## Source data

****

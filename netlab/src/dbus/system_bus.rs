//! [`NetworkBus`] over the system D-Bus.

use std::collections::HashMap;

use async_trait::async_trait;
use futures::StreamExt;
use futures::future;
use log::{debug, warn};
use zbus::message::Type as MessageType;
use zbus::{Connection, MatchRule, Message, MessageStream};
use zvariant::{ObjectPath, OwnedObjectPath};

use super::{
    NMAccessPointProxy, NMActiveConnectionProxy, NMDeviceProxy, NMProxy,
    NMSettingsConnectionProxy, NMSettingsProxy, NMWirelessProxy,
};
use crate::Result;
use crate::api::builders::ConnectionProfile;
use crate::bus::{BusSignal, NetworkBus, RawAccessPoint, SettingsMap, SignalStream};
use crate::types::constants::paths;

const NM_SERVICE: &str = "org.freedesktop.NetworkManager";
const ACTIVE_CONNECTION_INTERFACE: &str = "org.freedesktop.NetworkManager.Connection.Active";
const STATE_CHANGED: &str = "StateChanged";

/// Production bus backed by a shared `zbus::Connection`.
///
/// Cloning is cheap; clones share the underlying connection, which is safe
/// for concurrent calls and subscriptions.
#[derive(Debug, Clone)]
pub struct SystemBus {
    conn: Connection,
}

impl SystemBus {
    /// Connects to the system bus.
    pub async fn connect() -> Result<Self> {
        let conn = Connection::system().await?;
        Ok(Self { conn })
    }

    /// Wraps an existing connection.
    pub fn from_connection(conn: Connection) -> Self {
        Self { conn }
    }

    pub fn connection(&self) -> &Connection {
        &self.conn
    }

    async fn device_proxy(&self, device: &OwnedObjectPath) -> Result<NMDeviceProxy<'_>> {
        Ok(NMDeviceProxy::builder(&self.conn)
            .path(device.clone())?
            .build()
            .await?)
    }

    async fn wireless_proxy(&self, device: &OwnedObjectPath) -> Result<NMWirelessProxy<'_>> {
        Ok(NMWirelessProxy::builder(&self.conn)
            .path(device.clone())?
            .build()
            .await?)
    }

    async fn active_proxy(&self, active: &OwnedObjectPath) -> Result<NMActiveConnectionProxy<'_>> {
        Ok(NMActiveConnectionProxy::builder(&self.conn)
            .path(active.clone())?
            .build()
            .await?)
    }

    async fn settings_connection_proxy(
        &self,
        profile: &OwnedObjectPath,
    ) -> Result<NMSettingsConnectionProxy<'_>> {
        Ok(NMSettingsConnectionProxy::builder(&self.conn)
            .path(profile.clone())?
            .build()
            .await?)
    }
}

#[async_trait]
impl NetworkBus for SystemBus {
    async fn devices(&self) -> Result<Vec<OwnedObjectPath>> {
        let nm = NMProxy::new(&self.conn).await?;
        Ok(nm.all_devices().await?)
    }

    async fn device_type(&self, device: &OwnedObjectPath) -> Result<u32> {
        Ok(self.device_proxy(device).await?.device_type().await?)
    }

    async fn device_interface(&self, device: &OwnedObjectPath) -> Result<String> {
        Ok(self.device_proxy(device).await?.interface().await?)
    }

    async fn request_scan(&self, device: &OwnedObjectPath) -> Result<()> {
        let wireless = self.wireless_proxy(device).await?;
        wireless.request_scan(HashMap::new()).await?;
        Ok(())
    }

    async fn access_points(&self, device: &OwnedObjectPath) -> Result<Vec<OwnedObjectPath>> {
        Ok(self.wireless_proxy(device).await?.get_access_points().await?)
    }

    async fn access_point(&self, ap: &OwnedObjectPath) -> Result<RawAccessPoint> {
        let proxy = NMAccessPointProxy::builder(&self.conn)
            .path(ap.clone())?
            .build()
            .await?;

        Ok(RawAccessPoint {
            ssid: proxy.ssid().await?,
            hw_address: proxy.hw_address().await?,
            frequency: proxy.frequency().await?,
            strength: proxy.strength().await?,
            wpa_flags: proxy.wpa_flags().await?,
            rsn_flags: proxy.rsn_flags().await?,
        })
    }

    async fn list_connections(&self) -> Result<Vec<OwnedObjectPath>> {
        let settings = NMSettingsProxy::new(&self.conn).await?;
        Ok(settings.list_connections().await?)
    }

    async fn connection_settings(&self, profile: &OwnedObjectPath) -> Result<SettingsMap> {
        let proxy = self.settings_connection_proxy(profile).await?;
        Ok(proxy.get_settings().await?)
    }

    async fn add_connection(&self, profile: &ConnectionProfile) -> Result<OwnedObjectPath> {
        let settings = NMSettingsProxy::new(&self.conn).await?;
        let path = settings.add_connection(profile).await?;
        debug!("Added connection profile {}", path.as_str());
        Ok(path)
    }

    async fn delete_connection(&self, profile: &OwnedObjectPath) -> Result<()> {
        let proxy = self.settings_connection_proxy(profile).await?;
        proxy.delete().await?;
        Ok(())
    }

    async fn activate_connection(
        &self,
        profile: &OwnedObjectPath,
        device: &OwnedObjectPath,
    ) -> Result<OwnedObjectPath> {
        let nm = NMProxy::new(&self.conn).await?;
        let specific = OwnedObjectPath::from(ObjectPath::from_static_str_unchecked(paths::NONE));
        Ok(nm
            .activate_connection(profile.clone(), device.clone(), specific)
            .await?)
    }

    async fn deactivate_connection(&self, active: &OwnedObjectPath) -> Result<()> {
        let nm = NMProxy::new(&self.conn).await?;
        nm.deactivate_connection(active.clone()).await?;
        Ok(())
    }

    async fn active_connections(&self) -> Result<Vec<OwnedObjectPath>> {
        let nm = NMProxy::new(&self.conn).await?;
        Ok(nm.active_connections().await?)
    }

    async fn active_connection_devices(
        &self,
        active: &OwnedObjectPath,
    ) -> Result<Vec<OwnedObjectPath>> {
        Ok(self.active_proxy(active).await?.devices().await?)
    }

    async fn active_connection_profile(
        &self,
        active: &OwnedObjectPath,
    ) -> Result<OwnedObjectPath> {
        Ok(self.active_proxy(active).await?.connection().await?)
    }

    async fn check_connectivity(&self) -> Result<u32> {
        let nm = NMProxy::new(&self.conn).await?;
        Ok(nm.check_connectivity().await?)
    }

    async fn subscribe_state_changes(&self, capacity: usize) -> Result<SignalStream> {
        let rule = MatchRule::builder()
            .msg_type(MessageType::Signal)
            .sender(NM_SERVICE)?
            .interface(ACTIVE_CONNECTION_INTERFACE)?
            .member(STATE_CHANGED)?
            .build();

        let stream = MessageStream::for_match_rule(rule, &self.conn, Some(capacity)).await?;
        debug!("Subscribed to {ACTIVE_CONNECTION_INTERFACE}.{STATE_CHANGED}");

        Ok(stream
            .filter_map(|msg| future::ready(decode_signal(msg)))
            .boxed())
    }
}

/// Turns a raw bus message into a [`BusSignal`], dropping undecodable ones.
fn decode_signal(msg: zbus::Result<Message>) -> Option<BusSignal> {
    let msg = match msg {
        Ok(msg) => msg,
        Err(e) => {
            warn!("Dropping malformed signal: {e}");
            return None;
        }
    };

    let header = msg.header();
    let member = header
        .member()
        .map(|m| m.to_string())
        .unwrap_or_default();

    if member != STATE_CHANGED {
        return Some(BusSignal::Other { member });
    }

    let path = OwnedObjectPath::from(header.path()?.to_owned());

    match msg.body().deserialize::<(u32, u32)>() {
        Ok((state, reason)) => Some(BusSignal::ActiveStateChanged {
            path,
            state,
            reason,
        }),
        Err(e) => {
            warn!("Dropping StateChanged on {}: {e}", path.as_str());
            None
        }
    }
}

****

Your answer should be the lines of the listing above between the line holding "pub fn from_connection(conn: Connection)" and the line holding "#[async_trait]", inclusive, restated word for word and alone.

## Task response
    pub fn from_connection(conn: Connection) -> Self {
        Self { conn }
    }

    pub fn connection(&self) -> &Connection {
        &self.conn
    }

    async fn device_proxy(&self, device: &OwnedObjectPath) -> Result<NMDeviceProxy<'_>> {
        Ok(NMDeviceProxy::builder(&self.conn)
            .path(device.clone())?
            .build()
            .await?)
    }

    async fn wireless_proxy(&self, device: &OwnedObjectPath) -> Result<NMWirelessProxy<'_>> {
        Ok(NMWirelessProxy::builder(&self.conn)
            .path(device.clone())?
            .build()
            .await?)
    }

    async fn active_proxy(&self, active: &OwnedObjectPath) -> Result<NMActiveConnectionProxy<'_>> {
        Ok(NMActiveConnectionProxy::builder(&self.conn)
            .path(active.clone())?
            .build()
            .await?)
    }

    async fn settings_connection_proxy(
        &self,
        profile: &OwnedObjectPath,
    ) -> Result<NMSettingsConnectionProxy<'_>> {
        Ok(NMSettingsConnectionProxy::builder(&self.conn)
            .path(profile.clone())?
            .build()
            .await?)
    }
}

#[async_trait]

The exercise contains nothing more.